А его рождественские гимны — они подходят для исполнения хором детей. Могут ли какие-либо песни такого рода получить более высокую похвалу, чем эта? Дети также ценят «Птиц» и «Нашего Господа и Нашу Леди». И та замечательная молитва, довольно плоско названная «В лодке», также не выходит за пределы их понимания.

Естественно, Илера Беллока сильно влечет к почти яростной простоте баллады. Епископ Перси не насладился бы теологической и политической атмосферой «Маленькой служанки», но он признал бы ее неотразимое очарование. Есть то совершенно восхитительное стихотворение «Смерть и последняя исповедь странствующего Питера» — самого беллоковского бродяги. «Он бродил везде, где хотел: и все, что он одобрял, было воспето, и большая часть того, что он видел, была хороша». Говорит Питер:

“If all that I have loved and seen

Be with me on the Judgment Day,

I shall be saved the crowd between

From Satan and his foul array.”

Илер Беллок видел многое и любил многое. Он воспевал во весь голос то, что одобрял — с какой сердечной ненавистью он воспевал то, что не одобрял!

V

Илер Беллок — не тот человек, чтобы тратить много времени на анализ собственных эмоций; он, слава Богу, не поэтический психолог. Песни о любви, застольные песни, песни о битвах — именно с этими примитивными и демократическими вещами он в основном имеет дело.
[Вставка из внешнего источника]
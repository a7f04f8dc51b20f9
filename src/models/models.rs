use chrono::{DateTime, Utc};
use serde::{Deserialize, Serialize};

#[derive(Serialize, Deserialize, Clone, Debug)]
pub struct User {
    pub id: String,
    pub username: String,
    pub password: String,
    pub joined_at: DateTime<Utc>,
}

#[derive(Serialize, Deserialize, Clone, Debug, PartialEq)]
pub struct Group {
    pub id: u64,
    pub title: String,
    pub slug: String,
    pub description: String,
}

/// A post always has an author; its group is cleared when the group goes away.
#[derive(Serialize, Deserialize, Clone, Debug, PartialEq)]
pub struct Post {
    pub id: u64,
    pub user_id: String,
    pub text: String,
    pub created_at: DateTime<Utc>,
    pub updated_at: Option<DateTime<Utc>>,
    pub group_id: Option<u64>,
    pub image: Option<String>,
}

/// Removed together with its post.
#[derive(Serialize, Deserialize, Clone, Debug, PartialEq)]
pub struct Comment {
    pub id: u64,
    pub post_id: u64,
    pub user_id: String,
    pub text: String,
    pub created_at: DateTime<Utc>,
}

#[derive(Serialize, Deserialize)]
pub struct TokenData {
    pub user_id: String,
    pub created_at: DateTime<Utc>,
}

/// Ids of the users someone follows.
pub type Followings = Vec<String>;
/// Ids of the users following someone.
pub type Followers = Vec<String>;
use spin_sdk::http::Response;
use thiserror::Error;

use crate::core::helpers::{login_redirect, redirect};
use crate::templates;

#[derive(Debug, Error)]
pub enum ApiError {
    #[error("Bad Request: {0}")]
    BadRequest(String),
    #[error("Unauthorized")]
    Unauthorized,
    /// Anonymous access to a page that needs a signed-in user.
    #[error("Login required for {next}")]
    LoginRequired { next: String },
    /// Signed-in user may not act on the resource; send them to a read view.
    #[error("Redirect to {0}")]
    Redirect(String),
    #[error("Not Found: {0}")]
    NotFound(String),
    #[error("Conflict: {0}")]
    Conflict(String),
    #[error("Internal Error: {0}")]
    InternalError(String),
}

impl From<ApiError> for Response {
    fn from(err: ApiError) -> Self {
        match err {
            ApiError::LoginRequired { next } => login_redirect(&next),
            ApiError::Redirect(location) => redirect(&location),
            ApiError::NotFound(msg) => templates::not_found_page(&msg),
            ApiError::BadRequest(msg) => plain(400, &msg),
            ApiError::Unauthorized => plain(401, "Unauthorized"),
            ApiError::Conflict(msg) => plain(409, &msg),
            ApiError::InternalError(msg) => plain(500, &msg),
        }
    }
}

// Conversion from anyhow::Error to ApiError for internal errors
impl From<anyhow::Error> for ApiError {
    fn from(err: anyhow::Error) -> Self {
        ApiError::InternalError(err.to_string())
    }
}

fn plain(status: u16, msg: &str) -> Response {
    Response::builder()
        .status(status)
        .header("content-type", "text/plain; charset=utf-8")
        .body(msg.to_string())
        .build()
}
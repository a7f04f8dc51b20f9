pub mod cache;
pub mod db;
pub mod errors;
pub mod helpers;
pub mod paginator;
pub mod query_params;
pub mod store;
Но есть нечто более демократичное, чем вино, любовь или война. Эта вещь — Вера. И вклад Илера Беллока в приумножение суммы мировой красоты не был бы тем значительным делом, которым он является, если бы не его Вера. Дело не в том, что (как Данте Габриэль Россетти) его привлекает пышность Церкви и богатство легенд. Для Илера Беллока пышность — лишь случайность, существенное — его католическая Вера. Он убедительно пишет о Нашей Леди, святом Иосифе и Младенце Иисусе, потому что он сам убежден. Он не копается в средневековой традиции в поисках живописных инцидентов, он просто пишет то, что знает как истину. Его Вера дает ему тему для тех его стихов, которые, скорее всего, выдержат испытание временем; его Вера дает ему «восторг вдохновения». Его Вера позволяет ему, как она позволяла многим другим поэтам, видеть «в лампе, которая есть красота, свет, который есть Бог».

И в этом Илер Беллок наиболее полно и последовательно демократ. Ибо в этом двадцатом веке так случилось, что на земле есть только один подлинно демократический институт. И этот институт — Католическая Церковь.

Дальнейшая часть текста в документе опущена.